Scaling a 10,000‑Node Container Cloud: Ctrip’s Ops Practices and Lessons
This article details Ctrip's journey of building and operating a massive container cloud platform, covering its architectural evolution, operational challenges, tooling, capacity management, and future directions, offering practical insights for large‑scale cloud‑native environments.
Introduction
The speaker shares the practice of operating a ten‑thousand‑node container cloud platform at Ctrip, describing the pitfalls encountered and the solutions adopted during the evolution from OpenStack to Kubernetes.
1. Overview of Ctrip Container Cloud
Ctrip runs three self‑built data centers plus public‑cloud resources (Alibaba Cloud, Tencent Cloud, AWS) supporting over 6,000 applications across hotel, flight, and travel services. The container cloud now manages about 2,000 nodes with 7‑8 k releases per day.
Initially, container scheduling was done with Python scripts, later migrated to a Kubernetes‑based platform. The infrastructure is primarily private‑cloud, with public‑cloud bursting during peak travel seasons.
Applications are classified as standard (Java, Python) or specialized (Application, Cache). The technology roadmap progressed through three stages: OpenStack (2015), a self‑built Mesos framework (2016), and full migration to Kubernetes (2017‑2018), delivering a PaaS model for containers.

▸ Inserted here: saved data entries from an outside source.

//! Classification rules enforced at registration time.

mod common;

use chrono::{Duration, Utc};

use common::{person_descriptor, Person};
use fieldvault::errors::FieldVaultError;
use fieldvault::registry::{EntityDescriptor, EntityFieldRegistry, FieldDescriptor};
use fieldvault::search::{HmacEntry, HmacStrategyKind};

#[derive(Default)]
struct Doc {
    secret: Option<String>,
    note: Option<String>,
    blob: Option<String>,
    key: Option<String>,
    hashes: Vec<HmacEntry>,
}

fn encrypted_secret() -> FieldDescriptor<Doc> {
    FieldDescriptor::encrypted("secret", |d: &Doc| d.secret.clone(), |d, v| d.secret = v)
}

fn blob_field() -> FieldDescriptor<Doc> {
    FieldDescriptor::blob("blob", |d: &Doc| d.blob.clone(), |d, v| d.blob = v)
}

fn key_id_field() -> FieldDescriptor<Doc> {
    FieldDescriptor::key_id("key", |d: &Doc| d.key.clone(), |d, v| d.key = v)
}

fn assert_classification(result: fieldvault::errors::Result<()>) {
    assert!(
        matches!(result, Err(FieldVaultError::Classification { .. })),
        "expected a classification error, got {result:?}"
    );
}

#[test]
fn valid_descriptor_registers_once() {
    let registry = EntityFieldRegistry::new();
    registry.register(person_descriptor()).unwrap();
    assert!(registry.is_registered::<Person>());
    assert!(matches!(
        registry.register(person_descriptor()),
        Err(FieldVaultError::AlreadyRegistered(_))
    ));
}

#[test]
fn encrypted_field_without_blob_is_rejected() {
    let registry = EntityFieldRegistry::new();
    let descriptor = EntityDescriptor::new("Doc")
        .field(encrypted_secret())
        .field(key_id_field());
    assert_classification(registry.register(descriptor));
}

#[test]
fn blob_without_encrypted_fields_is_rejected() {
    let registry = EntityFieldRegistry::new();
    let descriptor = EntityDescriptor::new("Doc").field(blob_field());
    assert_classification(registry.register(descriptor));
}

#[test]
fn two_blob_fields_are_rejected() {
    let registry = EntityFieldRegistry::new();
    let descriptor = EntityDescriptor::new("Doc")
        .field(encrypted_secret())
        .field(blob_field())
        .field(FieldDescriptor::blob(
            "blob2",
            |d: &Doc| d.note.clone(),
            |d, v| d.note = v,
        ));
    assert_classification(registry.register(descriptor));
}

#[test]
fn two_key_id_fields_are_rejected() {
    let registry = EntityFieldRegistry::new();
    let descriptor = EntityDescriptor::new("Doc")
        .field(encrypted_secret())
        .field(blob_field())
        .field(key_id_field())
        .field(FieldDescriptor::key_id(
            "key2",
            |d: &Doc| d.note.clone(),
            |d, v| d.note = v,
        ));
    assert_classification(registry.register(descriptor));
}

#[test]
fn duplicate_field_names_are_rejected() {
    let registry = EntityFieldRegistry::new();
    let descriptor = EntityDescriptor::new("Doc")
        .field(encrypted_secret())
        .field(FieldDescriptor::encrypted(
            "secret",
            |d: &Doc| d.note.clone(),
            |d, v| d.note = v,
        ))
        .field(blob_field());
    assert_classification(registry.register(descriptor));
}

#[test]
fn persisted_encrypted_field_requires_a_waiver() {
    let registry = EntityFieldRegistry::new();
    let descriptor = EntityDescriptor::new("Doc")
        .field(encrypted_secret().persisted())
        .field(blob_field());
    assert_classification(registry.register(descriptor));
}

#[test]
fn waivered_persisted_field_registers() {
    let registry = EntityFieldRegistry::new();
    let descriptor = EntityDescriptor::new("Doc")
        .field(
            encrypted_secret()
                .persisted()
                .migration_waiver("column drop tracked in OPS-1443", Utc::now() + Duration::days(30)),
        )
        .field(blob_field());
    registry.register(descriptor).unwrap();
}

#[test]
fn expired_waiver_still_registers() {
    // Past the completion date the waiver is loudly logged, not fatal.
    let registry = EntityFieldRegistry::new();
    let descriptor = EntityDescriptor::new("Doc")
        .field(
            encrypted_secret()
                .persisted()
                .migration_waiver("overdue migration", Utc::now() - Duration::days(1)),
        )
        .field(blob_field());
    registry.register(descriptor).unwrap();
}

#[test]
fn hmac_fields_require_a_strategy() {
    let registry = EntityFieldRegistry::new();
    let descriptor = EntityDescriptor::new("Doc")
        .field(FieldDescriptor::hmac("note", |d: &Doc| d.note.clone()).lookup(vec![]))
        .lookup_hashes(|d: &Doc| d.hashes.clone(), |d, h| d.hashes = h);
    assert_classification(registry.register(descriptor));
}

#[test]
fn strategy_without_hmac_fields_is_rejected() {
    let registry = EntityFieldRegistry::new();
    let descriptor = EntityDescriptor::new("Doc")
        .field(encrypted_secret())
        .field(blob_field())
        .hmac_strategy(HmacStrategyKind::Searchable);
    assert_classification(registry.register(descriptor));
}

#[test]
fn bound_hash_list_without_hmac_fields_is_rejected() {
    let registry = EntityFieldRegistry::new();
    let descriptor = EntityDescriptor::new("Doc")
        .field(encrypted_secret())
        .field(blob_field())
        .lookup_hashes(|d: &Doc| d.hashes.clone(), |d, h| d.hashes = h);
    assert_classification(registry.register(descriptor));
}

#[test]
fn hmac_field_without_purpose_or_group_is_rejected() {
    let registry = EntityFieldRegistry::new();
    let descriptor = EntityDescriptor::new("Doc")
        .field(FieldDescriptor::hmac("note", |d: &Doc| d.note.clone()))
        .hmac_strategy(HmacStrategyKind::Searchable);
    assert_classification(registry.register(descriptor));
}

#[test]
fn lookup_purpose_requires_the_lookup_binding() {
    let registry = EntityFieldRegistry::new();
    let descriptor = EntityDescriptor::new("Doc")
        .field(FieldDescriptor::hmac("note", |d: &Doc| d.note.clone()).lookup(vec![]))
        .hmac_strategy(HmacStrategyKind::Searchable);
    assert_classification(registry.register(descriptor));
}

#[test]
fn unique_binding_without_unique_fields_is_rejected() {
    let registry = EntityFieldRegistry::new();
    let descriptor = EntityDescriptor::new("Doc")
        .field(FieldDescriptor::hmac("note", |d: &Doc| d.note.clone()).lookup(vec![]))
        .lookup_hashes(|d: &Doc| d.hashes.clone(), |d, h| d.hashes = h)
        .unique_hashes(|d: &Doc| d.hashes.clone(), |d, h| d.hashes = h)
        .hmac_strategy(HmacStrategyKind::Searchable);
    assert_classification(registry.register(descriptor));
}

#[test]
fn group_orders_with_a_gap_are_rejected() {
    let registry = EntityFieldRegistry::new();
    let descriptor = EntityDescriptor::new("Doc")
        .field(FieldDescriptor::hmac("secret", |d: &Doc| d.secret.clone()).in_group("pair", 1))
        .field(FieldDescriptor::hmac("note", |d: &Doc| d.note.clone()).in_group("pair", 3))
        .unique_hashes(|d: &Doc| d.hashes.clone(), |d, h| d.hashes = h)
        .hmac_strategy(HmacStrategyKind::Searchable);
    assert_classification(registry.register(descriptor));
}

#[test]
fn duplicate_group_orders_are_rejected() {
    let registry = EntityFieldRegistry::new();
    let descriptor = EntityDescriptor::new("Doc")
        .field(FieldDescriptor::hmac("secret", |d: &Doc| d.secret.clone()).in_group("pair", 1))
        .field(FieldDescriptor::hmac("note", |d: &Doc| d.note.clone()).in_group("pair", 1))
        .unique_hashes(|d: &Doc| d.hashes.clone(), |d, h| d.hashes = h)
        .hmac_strategy(HmacStrategyKind::Searchable);
    assert_classification(registry.register(descriptor));
}

#[test]
fn failed_registration_leaves_the_registry_unchanged() {
    let registry = EntityFieldRegistry::new();
    let bad = EntityDescriptor::<Doc>::new("Doc").field(encrypted_secret());
    assert!(registry.register(bad).is_err());
    assert!(!registry.is_registered::<Doc>());

    let good = EntityDescriptor::new("Doc")
        .field(encrypted_secret())
        .field(blob_field());
    registry.register(good).unwrap();
    assert!(registry.is_registered::<Doc>());
}

// ── Cascade rules ────────────────────────────────────────────────────

#[derive(Default)]
struct Leaf {
    value: Option<String>,
    blob: Option<String>,
}

#[derive(Default)]
struct Branch {
    leaf: Option<Leaf>,
}

#[derive(Default)]
struct Bare {
    key: Option<String>,
}

fn leaf_descriptor() -> EntityDescriptor<Leaf> {
    EntityDescriptor::new("Leaf")
        .field(FieldDescriptor::encrypted(
            "value",
            |l: &Leaf| l.value.clone(),
            |l, v| l.value = v,
        ))
        .field(FieldDescriptor::blob(
            "blob",
            |l: &Leaf| l.blob.clone(),
            |l, v| l.blob = v,
        ))
}

fn branch_descriptor() -> EntityDescriptor<Branch> {
    EntityDescriptor::new("Branch").field(FieldDescriptor::cascade::<Leaf>(
        "leaf",
        |b: &mut Branch, visit| match b.leaf.as_mut() {
            Some(leaf) => visit(leaf),
            None => Ok(()),
        },
    ))
}

#[test]
fn cascade_target_must_be_registered_first() {
    let registry = EntityFieldRegistry::new();
    assert!(matches!(
        registry.register(branch_descriptor()),
        Err(FieldVaultError::NotRegistered(_))
    ));

    registry.register(leaf_descriptor()).unwrap();
    registry.register(branch_descriptor()).unwrap();
}

#[test]
fn self_cascade_is_a_cycle() {
    let registry = EntityFieldRegistry::new();
    let descriptor = EntityDescriptor::new("Branch").field(FieldDescriptor::cascade::<Branch>(
        "leaf",
        |_: &mut Branch, _| Ok(()),
    ));
    assert!(matches!(
        registry.register(descriptor),
        Err(FieldVaultError::CascadeCycle(_))
    ));
}

#[test]
fn cascade_into_an_unprotected_type_is_rejected() {
    let registry = EntityFieldRegistry::new();
    registry
        .register(
            EntityDescriptor::new("Bare").field(FieldDescriptor::key_id(
                "key",
                |b: &Bare| b.key.clone(),
                |b, v| b.key = v,
            )),
        )
        .unwrap();

    let descriptor = EntityDescriptor::new("Branch").field(FieldDescriptor::cascade::<Bare>(
        "leaf",
        |_: &mut Branch, _| Ok(()),
    ));
    assert_classification(registry.register(descriptor));
}

// ── Classification accessors ─────────────────────────────────────────

#[test]
fn accessors_reflect_the_classification() {
    let registry = EntityFieldRegistry::new();
    registry.register(person_descriptor()).unwrap();

    assert_eq!(registry.fields_to_encrypt::<Person>().unwrap(), vec!["ssn"]);

    let mut confidential = registry.confidential_fields::<Person>().unwrap();
    confidential.sort();
    assert_eq!(
        confidential,
        vec!["email", "first_name", "last_name", "phone", "ssn"]
    );

    assert_eq!(
        registry.blob_field::<Person>().unwrap().as_deref(),
        Some("protected")
    );
    assert_eq!(
        registry.key_id_field::<Person>().unwrap().as_deref(),
        Some("crypto_key_id")
    );
    assert!(registry.has_hmac_strategy::<Person>().unwrap());
    assert!(registry.cascade_fields::<Person>().unwrap().is_empty());
}

#[test]
fn unregistered_type_queries_fail() {
    let registry = EntityFieldRegistry::new();
    assert!(matches!(
        registry.fields_to_encrypt::<Doc>(),
        Err(FieldVaultError::NotRegistered(_))
    ));
}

2. Ctrip Container Cloud Operations Practice
2.1 Challenges
Key challenges include managing compute, storage (using Ceph), and a massive increase in IP addresses due to a one‑container‑one‑application model, requiring SDN for VPC isolation, and ensuring resource isolation for CPU and network during traffic spikes.
2.2 Basic Operations
Hosts run CentOS 7.1, Docker 1.13, and kernel 4.14. Image storage uses Harbor with distributed storage. CPU and network isolation are enforced, and the scheduling platform is gradually migrated to Kubernetes.
2.3 Operational Tools
Configuration management relies on SaltStack and Rundeck. Monitoring and alerting use a custom Ctrip‑Hickwall tool and Prometheus. Logging stacks include ELK, TIGK, and Elastic Beats, feeding data to AIOps pipelines. StackStorm powers ChatOps and automated incident handling.
2.4 Operational Process
All operational standards are applied via SaltStack, including kernel upgrades. Collaboration with other leading container platforms (Alibaba, JD, NetEase) informs continuous improvement across efficiency, cost, and innovation.
2.5 Change Awareness
Monitoring platform changes serves as early warning for potential failures. Engineers are encouraged to investigate anomalies deeply, conduct gray‑release testing, and use dashboards for host, image, and network metrics.
2.6 Trend Monitoring
Long‑term trend analysis guides capacity planning, preventing reactive firefighting. Visual dashboards display cluster CPU/memory utilization, application container counts, and resource usage spikes.
2.7 Capacity Management
Capacity decisions are driven by monitoring data, Hadoop analytics, and PAAS scheduling to achieve elastic computing while controlling costs.
3. Summary and Outlook
The team plans to integrate hybrid‑cloud management across private and public clouds, continue advancing Kubernetes adoption, and further develop elastic computing capabilities. Emphasis remains on user‑centric platform stability, continuous delivery, and leveraging ChatOps for knowledge sharing.